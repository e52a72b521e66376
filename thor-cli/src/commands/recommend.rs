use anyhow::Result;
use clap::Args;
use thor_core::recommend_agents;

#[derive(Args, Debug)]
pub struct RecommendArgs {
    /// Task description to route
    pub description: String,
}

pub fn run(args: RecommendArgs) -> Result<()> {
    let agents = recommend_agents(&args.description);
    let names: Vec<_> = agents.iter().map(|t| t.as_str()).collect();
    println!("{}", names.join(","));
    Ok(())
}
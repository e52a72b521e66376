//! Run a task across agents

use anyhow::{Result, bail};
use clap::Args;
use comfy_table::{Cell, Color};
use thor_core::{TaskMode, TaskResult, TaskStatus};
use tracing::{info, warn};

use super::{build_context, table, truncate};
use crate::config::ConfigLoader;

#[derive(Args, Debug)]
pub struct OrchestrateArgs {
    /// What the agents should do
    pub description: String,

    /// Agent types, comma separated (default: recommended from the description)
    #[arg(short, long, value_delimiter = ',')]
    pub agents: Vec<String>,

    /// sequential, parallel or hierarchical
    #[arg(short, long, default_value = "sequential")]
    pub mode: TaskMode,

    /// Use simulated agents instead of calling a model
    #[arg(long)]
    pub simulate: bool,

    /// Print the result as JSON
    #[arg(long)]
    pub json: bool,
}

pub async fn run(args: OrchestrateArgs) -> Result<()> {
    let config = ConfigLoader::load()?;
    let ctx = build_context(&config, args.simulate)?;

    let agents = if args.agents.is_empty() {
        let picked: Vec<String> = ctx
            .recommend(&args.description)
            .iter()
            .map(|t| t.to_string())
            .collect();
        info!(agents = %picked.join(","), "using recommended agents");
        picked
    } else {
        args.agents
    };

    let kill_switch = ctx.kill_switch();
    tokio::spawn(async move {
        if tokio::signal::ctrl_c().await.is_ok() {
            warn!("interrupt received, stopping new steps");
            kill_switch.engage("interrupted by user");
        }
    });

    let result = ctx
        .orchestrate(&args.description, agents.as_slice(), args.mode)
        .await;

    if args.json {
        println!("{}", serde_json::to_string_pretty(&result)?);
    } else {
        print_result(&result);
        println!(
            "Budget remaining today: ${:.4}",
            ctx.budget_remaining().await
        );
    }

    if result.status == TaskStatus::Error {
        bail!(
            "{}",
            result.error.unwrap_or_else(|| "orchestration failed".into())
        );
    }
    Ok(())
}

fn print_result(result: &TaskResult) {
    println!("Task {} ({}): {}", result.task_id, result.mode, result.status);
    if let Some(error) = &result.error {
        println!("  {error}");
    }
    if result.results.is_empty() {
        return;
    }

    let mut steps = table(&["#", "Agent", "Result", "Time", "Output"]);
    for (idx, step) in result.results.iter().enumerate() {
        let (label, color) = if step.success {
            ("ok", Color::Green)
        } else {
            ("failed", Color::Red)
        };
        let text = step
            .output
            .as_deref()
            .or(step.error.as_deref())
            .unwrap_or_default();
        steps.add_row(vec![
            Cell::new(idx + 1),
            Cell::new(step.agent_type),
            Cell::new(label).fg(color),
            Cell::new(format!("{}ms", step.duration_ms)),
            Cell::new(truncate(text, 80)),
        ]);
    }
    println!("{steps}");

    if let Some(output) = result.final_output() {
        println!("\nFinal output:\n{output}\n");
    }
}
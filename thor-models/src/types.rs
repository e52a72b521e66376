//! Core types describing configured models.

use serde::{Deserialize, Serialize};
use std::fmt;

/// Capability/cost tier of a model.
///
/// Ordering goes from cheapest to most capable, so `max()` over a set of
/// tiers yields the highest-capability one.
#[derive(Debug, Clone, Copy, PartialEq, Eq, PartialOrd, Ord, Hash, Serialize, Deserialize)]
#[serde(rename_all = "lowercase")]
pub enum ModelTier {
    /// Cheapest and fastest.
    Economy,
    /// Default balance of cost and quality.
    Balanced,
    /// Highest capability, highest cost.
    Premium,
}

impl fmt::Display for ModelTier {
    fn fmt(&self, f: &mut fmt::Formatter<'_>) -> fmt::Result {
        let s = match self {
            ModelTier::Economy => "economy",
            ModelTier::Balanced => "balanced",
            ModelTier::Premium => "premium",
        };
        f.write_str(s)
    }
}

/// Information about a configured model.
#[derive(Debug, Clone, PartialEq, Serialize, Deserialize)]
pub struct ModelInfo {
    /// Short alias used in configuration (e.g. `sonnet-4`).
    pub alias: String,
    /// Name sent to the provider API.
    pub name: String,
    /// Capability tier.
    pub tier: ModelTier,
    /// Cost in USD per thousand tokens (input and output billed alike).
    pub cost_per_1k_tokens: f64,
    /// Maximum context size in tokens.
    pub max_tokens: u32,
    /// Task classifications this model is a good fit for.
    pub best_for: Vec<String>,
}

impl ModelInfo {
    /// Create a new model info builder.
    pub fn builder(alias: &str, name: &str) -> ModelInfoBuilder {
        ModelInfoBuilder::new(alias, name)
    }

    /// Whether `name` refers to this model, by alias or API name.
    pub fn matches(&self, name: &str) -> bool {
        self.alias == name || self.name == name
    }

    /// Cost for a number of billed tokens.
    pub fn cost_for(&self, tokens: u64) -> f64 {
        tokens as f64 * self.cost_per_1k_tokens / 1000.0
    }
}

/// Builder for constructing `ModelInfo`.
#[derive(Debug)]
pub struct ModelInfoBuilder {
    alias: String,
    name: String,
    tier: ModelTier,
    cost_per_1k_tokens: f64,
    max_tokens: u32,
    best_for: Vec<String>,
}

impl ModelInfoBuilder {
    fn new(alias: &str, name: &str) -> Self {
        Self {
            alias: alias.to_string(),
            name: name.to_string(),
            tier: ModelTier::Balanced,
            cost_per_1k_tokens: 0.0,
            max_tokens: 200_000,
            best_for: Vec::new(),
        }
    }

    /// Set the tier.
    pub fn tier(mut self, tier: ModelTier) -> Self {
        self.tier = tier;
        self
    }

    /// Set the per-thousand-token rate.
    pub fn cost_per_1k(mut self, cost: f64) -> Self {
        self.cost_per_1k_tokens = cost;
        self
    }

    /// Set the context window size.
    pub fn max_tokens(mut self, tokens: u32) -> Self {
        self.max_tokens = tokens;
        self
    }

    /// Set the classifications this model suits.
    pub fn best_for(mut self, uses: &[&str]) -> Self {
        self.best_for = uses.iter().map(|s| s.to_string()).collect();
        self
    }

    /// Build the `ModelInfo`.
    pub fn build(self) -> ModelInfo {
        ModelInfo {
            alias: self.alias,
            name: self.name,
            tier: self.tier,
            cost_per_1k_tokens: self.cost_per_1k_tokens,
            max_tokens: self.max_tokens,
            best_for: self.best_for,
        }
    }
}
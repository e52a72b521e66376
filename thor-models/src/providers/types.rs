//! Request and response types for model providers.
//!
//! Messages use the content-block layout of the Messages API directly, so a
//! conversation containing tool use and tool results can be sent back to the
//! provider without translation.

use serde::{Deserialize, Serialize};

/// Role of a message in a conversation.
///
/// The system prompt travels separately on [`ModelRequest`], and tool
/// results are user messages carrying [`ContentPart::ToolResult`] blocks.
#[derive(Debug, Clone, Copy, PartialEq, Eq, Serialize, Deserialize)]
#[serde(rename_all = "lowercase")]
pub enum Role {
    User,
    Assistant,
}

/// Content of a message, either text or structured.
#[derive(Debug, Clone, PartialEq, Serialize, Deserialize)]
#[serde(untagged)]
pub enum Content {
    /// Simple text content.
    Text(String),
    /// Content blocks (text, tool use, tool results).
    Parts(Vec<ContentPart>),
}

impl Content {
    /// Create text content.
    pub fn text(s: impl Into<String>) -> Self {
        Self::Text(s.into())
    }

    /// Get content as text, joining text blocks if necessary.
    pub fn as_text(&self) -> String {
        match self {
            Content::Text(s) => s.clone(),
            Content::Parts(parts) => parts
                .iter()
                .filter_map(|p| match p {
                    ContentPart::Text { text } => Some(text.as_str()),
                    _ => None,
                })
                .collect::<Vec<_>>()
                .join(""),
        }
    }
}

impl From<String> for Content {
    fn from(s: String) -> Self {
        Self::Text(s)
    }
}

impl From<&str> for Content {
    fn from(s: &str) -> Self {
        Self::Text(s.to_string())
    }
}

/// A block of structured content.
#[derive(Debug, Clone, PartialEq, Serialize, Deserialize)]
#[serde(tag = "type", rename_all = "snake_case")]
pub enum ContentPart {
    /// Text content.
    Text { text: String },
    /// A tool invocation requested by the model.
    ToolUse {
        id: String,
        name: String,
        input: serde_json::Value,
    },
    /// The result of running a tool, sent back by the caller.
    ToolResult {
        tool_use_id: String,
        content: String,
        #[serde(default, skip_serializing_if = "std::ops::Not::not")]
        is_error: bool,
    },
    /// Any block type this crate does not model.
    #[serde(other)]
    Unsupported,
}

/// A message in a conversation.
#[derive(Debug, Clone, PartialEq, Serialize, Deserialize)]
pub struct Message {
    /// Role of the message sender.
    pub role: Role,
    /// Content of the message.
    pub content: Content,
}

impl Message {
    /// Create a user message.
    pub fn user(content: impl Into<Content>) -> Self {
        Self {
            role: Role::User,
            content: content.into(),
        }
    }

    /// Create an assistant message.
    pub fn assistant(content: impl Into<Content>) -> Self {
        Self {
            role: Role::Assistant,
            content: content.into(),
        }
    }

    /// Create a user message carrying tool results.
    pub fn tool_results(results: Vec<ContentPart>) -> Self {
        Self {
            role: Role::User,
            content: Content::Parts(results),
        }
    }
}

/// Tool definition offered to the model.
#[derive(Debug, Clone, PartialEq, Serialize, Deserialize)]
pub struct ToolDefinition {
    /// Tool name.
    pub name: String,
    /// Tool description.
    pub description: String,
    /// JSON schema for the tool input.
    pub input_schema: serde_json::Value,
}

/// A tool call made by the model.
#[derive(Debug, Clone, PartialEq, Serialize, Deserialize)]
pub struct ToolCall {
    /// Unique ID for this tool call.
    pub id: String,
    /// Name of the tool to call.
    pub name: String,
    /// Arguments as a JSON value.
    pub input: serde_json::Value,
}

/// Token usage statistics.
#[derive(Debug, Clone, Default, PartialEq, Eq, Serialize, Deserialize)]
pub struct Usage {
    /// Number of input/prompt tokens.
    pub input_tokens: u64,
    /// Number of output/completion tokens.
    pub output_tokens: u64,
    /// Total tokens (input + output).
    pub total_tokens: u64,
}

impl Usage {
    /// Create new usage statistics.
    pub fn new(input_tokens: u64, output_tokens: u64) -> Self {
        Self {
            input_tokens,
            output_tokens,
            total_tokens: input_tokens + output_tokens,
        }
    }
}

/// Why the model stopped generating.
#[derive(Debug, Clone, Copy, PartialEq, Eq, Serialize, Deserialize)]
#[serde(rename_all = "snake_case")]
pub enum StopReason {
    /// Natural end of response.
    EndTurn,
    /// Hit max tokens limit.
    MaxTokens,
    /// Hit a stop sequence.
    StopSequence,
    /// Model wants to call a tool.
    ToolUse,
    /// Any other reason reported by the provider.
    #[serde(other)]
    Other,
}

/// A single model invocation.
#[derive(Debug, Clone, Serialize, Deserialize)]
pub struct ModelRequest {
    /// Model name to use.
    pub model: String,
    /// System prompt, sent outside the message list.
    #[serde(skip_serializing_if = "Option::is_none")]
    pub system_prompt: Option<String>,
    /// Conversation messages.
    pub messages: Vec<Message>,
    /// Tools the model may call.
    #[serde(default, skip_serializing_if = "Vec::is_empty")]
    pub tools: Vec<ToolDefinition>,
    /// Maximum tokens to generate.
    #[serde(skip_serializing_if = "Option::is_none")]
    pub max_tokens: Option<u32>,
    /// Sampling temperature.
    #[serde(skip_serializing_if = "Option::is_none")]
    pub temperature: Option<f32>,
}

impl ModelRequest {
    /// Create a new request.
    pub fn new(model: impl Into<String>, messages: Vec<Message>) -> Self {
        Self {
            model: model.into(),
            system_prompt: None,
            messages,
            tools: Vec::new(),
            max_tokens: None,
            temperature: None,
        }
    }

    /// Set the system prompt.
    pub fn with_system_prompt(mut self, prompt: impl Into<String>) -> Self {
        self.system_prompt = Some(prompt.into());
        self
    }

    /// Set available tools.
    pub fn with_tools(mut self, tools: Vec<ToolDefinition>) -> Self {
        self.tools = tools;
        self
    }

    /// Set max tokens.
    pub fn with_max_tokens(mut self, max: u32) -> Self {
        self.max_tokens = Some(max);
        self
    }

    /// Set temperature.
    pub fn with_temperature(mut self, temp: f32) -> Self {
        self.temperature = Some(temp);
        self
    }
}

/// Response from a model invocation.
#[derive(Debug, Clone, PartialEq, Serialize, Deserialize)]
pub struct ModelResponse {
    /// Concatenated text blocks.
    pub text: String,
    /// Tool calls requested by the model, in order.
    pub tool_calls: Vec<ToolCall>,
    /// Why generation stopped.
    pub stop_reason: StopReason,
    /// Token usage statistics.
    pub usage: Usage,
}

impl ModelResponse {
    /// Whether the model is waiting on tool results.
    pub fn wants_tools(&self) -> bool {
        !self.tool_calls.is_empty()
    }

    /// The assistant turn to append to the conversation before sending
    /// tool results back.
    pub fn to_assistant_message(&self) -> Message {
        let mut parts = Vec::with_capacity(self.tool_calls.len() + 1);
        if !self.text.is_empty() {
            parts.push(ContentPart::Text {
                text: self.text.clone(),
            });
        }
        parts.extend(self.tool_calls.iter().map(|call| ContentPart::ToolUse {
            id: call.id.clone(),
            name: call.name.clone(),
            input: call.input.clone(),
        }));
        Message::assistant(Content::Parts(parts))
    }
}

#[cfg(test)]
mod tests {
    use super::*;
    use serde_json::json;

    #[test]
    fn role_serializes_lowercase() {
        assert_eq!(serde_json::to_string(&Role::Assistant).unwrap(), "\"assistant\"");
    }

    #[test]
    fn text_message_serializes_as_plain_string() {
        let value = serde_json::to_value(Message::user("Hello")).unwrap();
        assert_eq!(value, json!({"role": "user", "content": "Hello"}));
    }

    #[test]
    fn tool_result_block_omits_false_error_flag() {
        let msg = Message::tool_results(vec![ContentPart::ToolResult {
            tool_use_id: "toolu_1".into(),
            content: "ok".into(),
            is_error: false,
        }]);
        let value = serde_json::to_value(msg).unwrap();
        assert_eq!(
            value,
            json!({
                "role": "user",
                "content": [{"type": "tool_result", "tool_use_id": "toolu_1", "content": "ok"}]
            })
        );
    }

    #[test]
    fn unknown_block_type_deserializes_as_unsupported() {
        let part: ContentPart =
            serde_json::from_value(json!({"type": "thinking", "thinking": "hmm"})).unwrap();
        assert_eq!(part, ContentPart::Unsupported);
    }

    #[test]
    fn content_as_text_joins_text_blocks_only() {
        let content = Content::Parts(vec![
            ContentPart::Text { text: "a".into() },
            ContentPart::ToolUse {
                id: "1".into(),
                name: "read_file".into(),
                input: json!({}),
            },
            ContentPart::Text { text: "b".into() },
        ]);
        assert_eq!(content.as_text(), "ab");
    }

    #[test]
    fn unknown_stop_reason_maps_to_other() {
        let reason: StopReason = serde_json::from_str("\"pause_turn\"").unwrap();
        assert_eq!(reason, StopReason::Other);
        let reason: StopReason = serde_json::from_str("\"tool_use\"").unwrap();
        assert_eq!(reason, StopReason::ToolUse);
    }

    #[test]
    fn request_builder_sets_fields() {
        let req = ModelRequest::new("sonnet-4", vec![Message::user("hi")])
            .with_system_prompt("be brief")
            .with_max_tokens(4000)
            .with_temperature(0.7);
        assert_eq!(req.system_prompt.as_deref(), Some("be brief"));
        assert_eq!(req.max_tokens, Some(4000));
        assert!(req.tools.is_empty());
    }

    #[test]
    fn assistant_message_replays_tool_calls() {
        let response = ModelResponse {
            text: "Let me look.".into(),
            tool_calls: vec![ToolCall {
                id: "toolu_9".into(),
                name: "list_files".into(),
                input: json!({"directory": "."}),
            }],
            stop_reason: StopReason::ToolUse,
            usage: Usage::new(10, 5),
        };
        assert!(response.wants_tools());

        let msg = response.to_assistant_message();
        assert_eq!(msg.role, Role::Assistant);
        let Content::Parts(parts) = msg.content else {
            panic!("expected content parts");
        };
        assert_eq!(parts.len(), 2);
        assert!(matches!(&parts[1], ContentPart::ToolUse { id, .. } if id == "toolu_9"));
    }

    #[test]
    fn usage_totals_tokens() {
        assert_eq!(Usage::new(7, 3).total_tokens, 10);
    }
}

--------------------

## Task to carry out
Would you quote everything above from the line containing "ModelInfoBuilder::new(alias, name)" down to the line containing "directly, so a"? Include both of those lines and nothing else.

## Response box
        ModelInfoBuilder::new(alias, name)
    }

    /// Whether `name` refers to this model, by alias or API name.
    pub fn matches(&self, name: &str) -> bool {
        self.alias == name || self.name == name
    }

    /// Cost for a number of billed tokens.
    pub fn cost_for(&self, tokens: u64) -> f64 {
        tokens as f64 * self.cost_per_1k_tokens / 1000.0
    }
}

/// Builder for constructing `ModelInfo`.
#[derive(Debug)]
pub struct ModelInfoBuilder {
    alias: String,
    name: String,
    tier: ModelTier,
    cost_per_1k_tokens: f64,
    max_tokens: u32,
    best_for: Vec<String>,
}

impl ModelInfoBuilder {
    fn new(alias: &str, name: &str) -> Self {
        Self {
            alias: alias.to_string(),
            name: name.to_string(),
            tier: ModelTier::Balanced,
            cost_per_1k_tokens: 0.0,
            max_tokens: 200_000,
            best_for: Vec::new(),
        }
    }

    /// Set the tier.
    pub fn tier(mut self, tier: ModelTier) -> Self {
        self.tier = tier;
        self
    }

    /// Set the per-thousand-token rate.
    pub fn cost_per_1k(mut self, cost: f64) -> Self {
        self.cost_per_1k_tokens = cost;
        self
    }

    /// Set the context window size.
    pub fn max_tokens(mut self, tokens: u32) -> Self {
        self.max_tokens = tokens;
        self
    }

    /// Set the classifications this model suits.
    pub fn best_for(mut self, uses: &[&str]) -> Self {
        self.best_for = uses.iter().map(|s| s.to_string()).collect();
        self
    }

    /// Build the `ModelInfo`.
    pub fn build(self) -> ModelInfo {
        ModelInfo {
            alias: self.alias,
            name: self.name,
            tier: self.tier,
            cost_per_1k_tokens: self.cost_per_1k_tokens,
            max_tokens: self.max_tokens,
            best_for: self.best_for,
        }
    }
}
repository e52a72b521e66376
filename thor-models/src/providers/types.rs
//! Request and response types for model providers.
//!
//! Messages use the content-block layout of the Messages API directly, so a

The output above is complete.